Monetary Policy involves action by the reserve bank, on behalf of the government, to influence the cost and availability of money and credit in the economy. It’s a macroeconomic policy that may be used to smooth the effects of fluctuations in the business cycle and influence the level of GDP growth, inflation and unemployment. The reserve bank manipulates cash rates through domestic market operations. Currently, the RBA is purchasing second hand commonwealth government securities from banks, and in return depositing cash into bank’s exchange settlement accounts. This increases liquidity and thereby places downward pressure on the cash rate. The cash rate is the interest rate at which banks borrow and lend between each other in the Overnight Money Market. Due to competition between banks the lower cash rate would be passed on in the form of lower commercial interest rates (corporate and personal loans).
There are multiple ways in which the RBA can influence the value of the Australian dollar.
Direct intervention, also known as “dirtying the float” involves participating in the FOREX market as a direct buyer and seller of AUD in exchange for foreign currencies; during the GFC the AUD depreciated from $0.94USD to $0.66USD, and in order to curb this rapid depreciation the RBA purchased $33bn of AUD. Jawboning, is the use of public sentiments in order to influence investor perceptions about changes in supply and demand of the Australian Dollar; the RBA in 2017 “expressed concern about the strength of the AUD” which resulted in speculators being reluctant to invest in AUD, ultimately leading to a depreciation.
However, the method the RBA is currently using in light of the COVID-19 pandemic is indirect intervention, which entails manipulating the value of the AUD through monetary policy. The decreased cash rate is less attractive for foreign investment and savings due to lower returns, declining the demand for AUD. People would be more inclined to direct their financial flows towards countries with higher interest rates, and in order to do this would sell off Australian currency and purchase other currencies. This would increase the supply of the Australian Dollar. The increased supply and demand of our currency would ultimately depreciate our currency.
It is important to recognise however, that influencing the exchange rate is not a primary objective of the RBA. They are much more concerned with our economic growth, price stability, the maintenance of full employment, and the overall economic prosperity and welfare of the people of Australia.

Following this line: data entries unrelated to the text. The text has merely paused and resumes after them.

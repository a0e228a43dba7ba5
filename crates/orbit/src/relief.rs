//! CPU mirror of the relief displacement in `moon_relief.wgsl`.
//!
//! The shader is the source of truth at runtime; this copy exists so the
//! displacement rule can be checked numerically. Keep both in step.

use glam::{Vec2, Vec3, Vec3Swizzles, Vec4, Vec4Swizzles};

/// Parameters of the vertex displacement.
#[derive(Debug, Clone, Copy, PartialEq)]
pub struct ReliefParams {
    /// Frequency of the noise over the unit sphere.
    pub noise_scale: f32,
    /// Maximum push along the normal, in unit-sphere units.
    pub displacement: f32,
    /// How fast the noise field drifts per second.
    pub time_scale: f32,
}

impl Default for ReliefParams {
    fn default() -> Self {
        Self {
            noise_scale: 4.0,
            displacement: 0.1,
            time_scale: 0.2,
        }
    }
}

/// A displaced vertex and its noise value remapped to `[0, 1]`.
#[derive(Debug, Clone, Copy, PartialEq)]
pub struct ReliefSample {
    pub position: Vec3,
    pub noise: f32,
}

/// Displace an object-space vertex along its normal.
pub fn displace(position: Vec3, normal: Vec3, params: &ReliefParams, time: f32) -> ReliefSample {
    let n = simplex3(position * params.noise_scale + Vec3::splat(time * params.time_scale));
    ReliefSample {
        position: position + normal * (n * params.displacement),
        noise: n * 0.5 + 0.5,
    }
}

fn mod289_3(x: Vec3) -> Vec3 {
    x - (x * (1.0 / 289.0)).floor() * 289.0
}

fn mod289_4(x: Vec4) -> Vec4 {
    x - (x * (1.0 / 289.0)).floor() * 289.0
}

fn permute(x: Vec4) -> Vec4 {
    mod289_4((x * 34.0 + Vec4::ONE) * x)
}

fn taylor_inv_sqrt(r: Vec4) -> Vec4 {
    Vec4::splat(1.792_842_9) - r * 0.853_734_7
}

/// `step(edge, x)`: 1 where `x >= edge`, else 0.
fn step3(edge: Vec3, x: Vec3) -> Vec3 {
    Vec3::select(x.cmplt(edge), Vec3::ZERO, Vec3::ONE)
}

fn step4(edge: Vec4, x: Vec4) -> Vec4 {
    Vec4::select(x.cmplt(edge), Vec4::ZERO, Vec4::ONE)
}

/// 3D simplex noise (Ashima Arts / Stefan Gustavson), roughly in `[-1, 1]`.
pub fn simplex3(v: Vec3) -> f32 {
    let c = Vec2::new(1.0 / 6.0, 1.0 / 3.0);
    let d = Vec4::new(0.0, 0.5, 1.0, 2.0);

    // First corner
    let i = (v + Vec3::splat(v.dot(Vec3::splat(c.y)))).floor();
    let x0 = v - i + Vec3::splat(i.dot(Vec3::splat(c.x)));

    // Other corners
    let g = step3(x0.yzx(), x0);
    let l = Vec3::ONE - g;
    let i1 = g.min(l.zxy());
    let i2 = g.max(l.zxy());

    let x1 = x0 - i1 + Vec3::splat(c.x);
    let x2 = x0 - i2 + Vec3::splat(c.y);
    let x3 = x0 - Vec3::splat(d.y);

    // Permutations
    let i = mod289_3(i);
    let p = permute(
        permute(
            permute(Vec4::splat(i.z) + Vec4::new(0.0, i1.z, i2.z, 1.0))
                + Vec4::splat(i.y)
                + Vec4::new(0.0, i1.y, i2.y, 1.0),
        ) + Vec4::splat(i.x)
            + Vec4::new(0.0, i1.x, i2.x, 1.0),
    );

    // Gradients: 7x7 points over a square, mapped onto an octahedron.
    let n_ = 1.0 / 7.0;
    let ns = n_ * d.wyz() - d.xzx();

    let j = p - 49.0 * (p * ns.z * ns.z).floor();
    let x_ = (j * ns.z).floor();
    let y_ = (j - 7.0 * x_).floor();

    let x = x_ * ns.x + Vec4::splat(ns.y);
    let y = y_ * ns.x + Vec4::splat(ns.y);
    let h = Vec4::ONE - x.abs() - y.abs();

    let b0 = Vec4::new(x.x, x.y, y.x, y.y);
    let b1 = Vec4::new(x.z, x.w, y.z, y.w);

    let s0 = b0.floor() * 2.0 + Vec4::ONE;
    let s1 = b1.floor() * 2.0 + Vec4::ONE;
    let sh = -step4(h, Vec4::ZERO);

    let a0 = b0.xzyw() + s0.xzyw() * sh.xxyy();
    let a1 = b1.xzyw() + s1.xzyw() * sh.zzww();

    let p0 = Vec3::new(a0.x, a0.y, h.x);
    let p1 = Vec3::new(a0.z, a0.w, h.y);
    let p2 = Vec3::new(a1.x, a1.y, h.z);
    let p3 = Vec3::new(a1.z, a1.w, h.w);

    // Normalise gradients
    let norm = taylor_inv_sqrt(Vec4::new(p0.dot(p0), p1.dot(p1), p2.dot(p2), p3.dot(p3)));
    let p0 = p0 * norm.x;
    let p1 = p1 * norm.y;
    let p2 = p2 * norm.z;
    let p3 = p3 * norm.w;

    // Mix final noise value
    let m = (Vec4::splat(0.6) - Vec4::new(x0.dot(x0), x1.dot(x1), x2.dot(x2), x3.dot(x3)))
        .max(Vec4::ZERO);
    let m = m * m;
    42.0 * (m * m).dot(Vec4::new(p0.dot(x0), p1.dot(x1), p2.dot(x2), p3.dot(x3)))
}

#[cfg(test)]
mod tests {
    use super::*;

    fn grid() -> impl Iterator<Item = Vec3> {
        (0..12).flat_map(|x| {
            (0..12).flat_map(move |y| {
                (0..6).map(move |z| Vec3::new(x as f32 * 0.37 - 2.0, y as f32 * 0.41 - 2.5, z as f32 * 0.53))
            })
        })
    }

    #[test]
    fn noise_is_bounded() {
        for p in grid() {
            let n = simplex3(p);
            assert!(n.is_finite());
            assert!((-1.05..=1.05).contains(&n), "noise {n} out of range at {p:?}");
        }
    }

    #[test]
    fn noise_is_deterministic_and_varies() {
        let values: Vec<f32> = grid().map(simplex3).collect();
        let again: Vec<f32> = grid().map(simplex3).collect();
        assert_eq!(values, again);

        let min = values.iter().copied().fold(f32::INFINITY, f32::min);
        let max = values.iter().copied().fold(f32::NEG_INFINITY, f32::max);
        assert!(max - min > 0.5, "noise field looks flat: {min}..{max}");
    }

    #[test]
    fn noise_is_continuous() {
        for p in grid() {
            let a = simplex3(p);
            let b = simplex3(p + Vec3::splat(1e-3));
            assert!((a - b).abs() < 0.05);
        }
    }

    #[test]
    fn displacement_moves_only_along_the_normal() {
        let params = ReliefParams::default();
        let normal = Vec3::new(1.0, 2.0, -0.5).normalize();
        let sample = displace(normal, normal, &params, 3.0);

        let offset = sample.position - normal;
        assert!(offset.cross(normal).length() < 1e-5);
        assert!(offset.length() <= params.displacement * 1.05);
        assert!((-0.05..=1.05).contains(&sample.noise));
    }

    #[test]
    fn zero_displacement_keeps_the_sphere() {
        let params = ReliefParams {
            displacement: 0.0,
            ..Default::default()
        };
        let p = Vec3::new(0.0, 0.6, 0.8);
        assert_eq!(displace(p, p, &params, 12.0).position, p);
    }

    #[test]
    fn noise_matches_shader_formula_values() {
        // snoise() from moon_relief.wgsl evaluated in double precision.
        let expected = [
            (Vec3::new(1.5, -2.25, 0.4), -0.237544),
            (Vec3::new(-0.65, 1.9, -3.3), -0.338172),
            (Vec3::new(0.0, 0.0, 0.5), -0.162913),
            (Vec3::new(0.25, 0.5, 0.75), -0.267215),
            (Vec3::new(4.0, -0.5, 1.25), 0.308834),
        ];
        for (p, want) in expected {
            let got = simplex3(p);
            assert!((got - want).abs() < 1e-3, "simplex3({p:?}) = {got}, expected {want}");
        }
    }
}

The depreciation helps improve the international competitiveness of our trading sector, making our exports substantially cheaper for foreign countries, which is essential in light of the significant trade restrictions that have been imposed to minimise the spread of the coronavirus. Stabilising our export revenue is important as this is a component of Aggregate Demand, the driving force behind our economic growth.